↓
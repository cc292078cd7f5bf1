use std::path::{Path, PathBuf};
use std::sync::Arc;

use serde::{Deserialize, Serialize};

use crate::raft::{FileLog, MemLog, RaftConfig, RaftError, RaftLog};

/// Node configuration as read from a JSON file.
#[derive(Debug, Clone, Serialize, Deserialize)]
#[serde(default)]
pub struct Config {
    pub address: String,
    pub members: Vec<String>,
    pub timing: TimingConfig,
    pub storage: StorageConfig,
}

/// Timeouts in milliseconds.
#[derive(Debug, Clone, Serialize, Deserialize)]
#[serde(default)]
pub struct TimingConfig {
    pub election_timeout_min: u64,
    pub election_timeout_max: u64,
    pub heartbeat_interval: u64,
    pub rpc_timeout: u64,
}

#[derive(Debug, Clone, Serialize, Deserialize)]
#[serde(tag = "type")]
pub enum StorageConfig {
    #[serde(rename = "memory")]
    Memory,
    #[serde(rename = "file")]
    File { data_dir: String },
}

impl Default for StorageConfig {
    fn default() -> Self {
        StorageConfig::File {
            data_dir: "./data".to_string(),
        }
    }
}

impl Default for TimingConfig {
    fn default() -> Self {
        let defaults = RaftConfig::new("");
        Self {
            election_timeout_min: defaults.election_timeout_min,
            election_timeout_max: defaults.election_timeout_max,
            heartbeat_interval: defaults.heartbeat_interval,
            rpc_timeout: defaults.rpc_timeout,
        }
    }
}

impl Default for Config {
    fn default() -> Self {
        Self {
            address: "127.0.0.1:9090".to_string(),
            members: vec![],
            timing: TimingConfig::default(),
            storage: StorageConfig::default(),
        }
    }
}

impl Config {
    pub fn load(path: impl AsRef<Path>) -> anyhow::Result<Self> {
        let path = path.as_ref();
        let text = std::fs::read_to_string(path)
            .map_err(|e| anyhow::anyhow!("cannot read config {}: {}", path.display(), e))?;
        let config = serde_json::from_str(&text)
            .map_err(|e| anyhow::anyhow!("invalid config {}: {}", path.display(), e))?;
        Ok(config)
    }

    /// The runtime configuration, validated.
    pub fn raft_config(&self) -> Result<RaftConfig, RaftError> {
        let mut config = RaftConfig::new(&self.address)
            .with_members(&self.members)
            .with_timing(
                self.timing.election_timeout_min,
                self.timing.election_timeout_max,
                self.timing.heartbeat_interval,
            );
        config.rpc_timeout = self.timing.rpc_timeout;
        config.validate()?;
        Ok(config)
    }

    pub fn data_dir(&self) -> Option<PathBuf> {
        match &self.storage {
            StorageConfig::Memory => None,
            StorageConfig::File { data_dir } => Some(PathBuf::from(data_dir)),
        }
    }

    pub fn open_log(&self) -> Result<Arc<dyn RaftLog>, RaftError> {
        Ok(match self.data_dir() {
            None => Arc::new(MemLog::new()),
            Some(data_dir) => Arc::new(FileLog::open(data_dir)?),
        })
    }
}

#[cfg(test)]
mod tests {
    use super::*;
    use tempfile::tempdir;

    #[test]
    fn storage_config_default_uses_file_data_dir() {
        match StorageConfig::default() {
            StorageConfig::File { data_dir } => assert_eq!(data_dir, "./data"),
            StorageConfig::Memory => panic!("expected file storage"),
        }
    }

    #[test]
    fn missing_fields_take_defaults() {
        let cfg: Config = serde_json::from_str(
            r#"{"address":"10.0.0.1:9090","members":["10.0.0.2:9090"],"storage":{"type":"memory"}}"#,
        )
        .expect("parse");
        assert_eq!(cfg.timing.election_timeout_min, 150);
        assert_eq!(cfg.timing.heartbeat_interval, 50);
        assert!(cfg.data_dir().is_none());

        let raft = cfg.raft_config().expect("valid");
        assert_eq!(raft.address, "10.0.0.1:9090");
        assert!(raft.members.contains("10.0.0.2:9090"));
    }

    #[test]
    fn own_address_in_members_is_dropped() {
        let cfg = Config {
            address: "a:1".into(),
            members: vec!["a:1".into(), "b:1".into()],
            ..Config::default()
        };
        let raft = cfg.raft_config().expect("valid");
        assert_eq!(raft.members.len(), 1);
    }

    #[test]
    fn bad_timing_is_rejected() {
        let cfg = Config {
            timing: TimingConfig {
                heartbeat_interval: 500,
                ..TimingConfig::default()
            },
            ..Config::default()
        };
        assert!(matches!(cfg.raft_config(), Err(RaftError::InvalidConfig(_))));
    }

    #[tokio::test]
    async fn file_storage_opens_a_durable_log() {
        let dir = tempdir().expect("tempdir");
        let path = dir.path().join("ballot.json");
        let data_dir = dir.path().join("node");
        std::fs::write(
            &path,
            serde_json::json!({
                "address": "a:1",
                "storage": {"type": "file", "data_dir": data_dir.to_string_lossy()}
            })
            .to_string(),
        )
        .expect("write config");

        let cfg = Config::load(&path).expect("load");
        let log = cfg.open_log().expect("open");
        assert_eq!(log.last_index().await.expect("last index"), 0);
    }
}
↑
▶ _YOUR OBJECTIVE_: Print all of the data exactly as it was given.

▶ _ANSWER SPACE_:
repository cc292078cd7f5bf1
use std::path::{Path, PathBuf};
use std::sync::Arc;

use serde::{Deserialize, Serialize};

use crate::raft::{FileLog, MemLog, RaftConfig, RaftError, RaftLog};

/// Node configuration as read from a JSON file.
#[derive(Debug, Clone, Serialize, Deserialize)]
#[serde(default)]
pub struct Config {
    pub address: String,
    pub members: Vec<String>,
    pub timing: TimingConfig,
    pub storage: StorageConfig,
}

/// Timeouts in milliseconds.
#[derive(Debug, Clone, Serialize, Deserialize)]
#[serde(default)]
pub struct TimingConfig {
    pub election_timeout_min: u64,
    pub election_timeout_max: u64,
    pub heartbeat_interval: u64,
    pub rpc_timeout: u64,
}

#[derive(Debug, Clone, Serialize, Deserialize)]
#[serde(tag = "type")]
pub enum StorageConfig {
    #[serde(rename = "memory")]
    Memory,
    #[serde(rename = "file")]
    File { data_dir: String },
}

impl Default for StorageConfig {
    fn default() -> Self {
        StorageConfig::File {
            data_dir: "./data".to_string(),
        }
    }
}

impl Default for TimingConfig {
    fn default() -> Self {
        let defaults = RaftConfig::new("");
        Self {
            election_timeout_min: defaults.election_timeout_min,
            election_timeout_max: defaults.election_timeout_max,
            heartbeat_interval: defaults.heartbeat_interval,
            rpc_timeout: defaults.rpc_timeout,
        }
    }
}

impl Default for Config {
    fn default() -> Self {
        Self {
            address: "127.0.0.1:9090".to_string(),
            members: vec![],
            timing: TimingConfig::default(),
            storage: StorageConfig::default(),
        }
    }
}

impl Config {
    pub fn load(path: impl AsRef<Path>) -> anyhow::Result<Self> {
        let path = path.as_ref();
        let text = std::fs::read_to_string(path)
            .map_err(|e| anyhow::anyhow!("cannot read config {}: {}", path.display(), e))?;
        let config = serde_json::from_str(&text)
            .map_err(|e| anyhow::anyhow!("invalid config {}: {}", path.display(), e))?;
        Ok(config)
    }

    /// The runtime configuration, validated.
    pub fn raft_config(&self) -> Result<RaftConfig, RaftError> {
        let mut config = RaftConfig::new(&self.address)
            .with_members(&self.members)
            .with_timing(
                self.timing.election_timeout_min,
                self.timing.election_timeout_max,
                self.timing.heartbeat_interval,
            );
        config.rpc_timeout = self.timing.rpc_timeout;
        config.validate()?;
        Ok(config)
    }

    pub fn data_dir(&self) -> Option<PathBuf> {
        match &self.storage {
            StorageConfig::Memory => None,
            StorageConfig::File { data_dir } => Some(PathBuf::from(data_dir)),
        }
    }

    pub fn open_log(&self) -> Result<Arc<dyn RaftLog>, RaftError> {
        Ok(match self.data_dir() {
            None => Arc::new(MemLog::new()),
            Some(data_dir) => Arc::new(FileLog::open(data_dir)?),
        })
    }
}

#[cfg(test)]
mod tests {
    use super::*;
    use tempfile::tempdir;

    #[test]
    fn storage_config_default_uses_file_data_dir() {
        match StorageConfig::default() {
            StorageConfig::File { data_dir } => assert_eq!(data_dir, "./data"),
            StorageConfig::Memory => panic!("expected file storage"),
        }
    }

    #[test]
    fn missing_fields_take_defaults() {
        let cfg: Config = serde_json::from_str(
            r#"{"address":"10.0.0.1:9090","members":["10.0.0.2:9090"],"storage":{"type":"memory"}}"#,
        )
        .expect("parse");
        assert_eq!(cfg.timing.election_timeout_min, 150);
        assert_eq!(cfg.timing.heartbeat_interval, 50);
        assert!(cfg.data_dir().is_none());

        let raft = cfg.raft_config().expect("valid");
        assert_eq!(raft.address, "10.0.0.1:9090");
        assert!(raft.members.contains("10.0.0.2:9090"));
    }

    #[test]
    fn own_address_in_members_is_dropped() {
        let cfg = Config {
            address: "a:1".into(),
            members: vec!["a:1".into(), "b:1".into()],
            ..Config::default()
        };
        let raft = cfg.raft_config().expect("valid");
        assert_eq!(raft.members.len(), 1);
    }

    #[test]
    fn bad_timing_is_rejected() {
        let cfg = Config {
            timing: TimingConfig {
                heartbeat_interval: 500,
                ..TimingConfig::default()
            },
            ..Config::default()
        };
        assert!(matches!(cfg.raft_config(), Err(RaftError::InvalidConfig(_))));
    }

    #[tokio::test]
    async fn file_storage_opens_a_durable_log() {
        let dir = tempdir().expect("tempdir");
        let path = dir.path().join("ballot.json");
        let data_dir = dir.path().join("node");
        std::fs::write(
            &path,
            serde_json::json!({
                "address": "a:1",
                "storage": {"type": "file", "data_dir": data_dir.to_string_lossy()}
            })
            .to_string(),
        )
        .expect("write config");

        let cfg = Config::load(&path).expect("load");
        let log = cfg.open_log().expect("open");
        assert_eq!(log.last_index().await.expect("last index"), 0);
    }
}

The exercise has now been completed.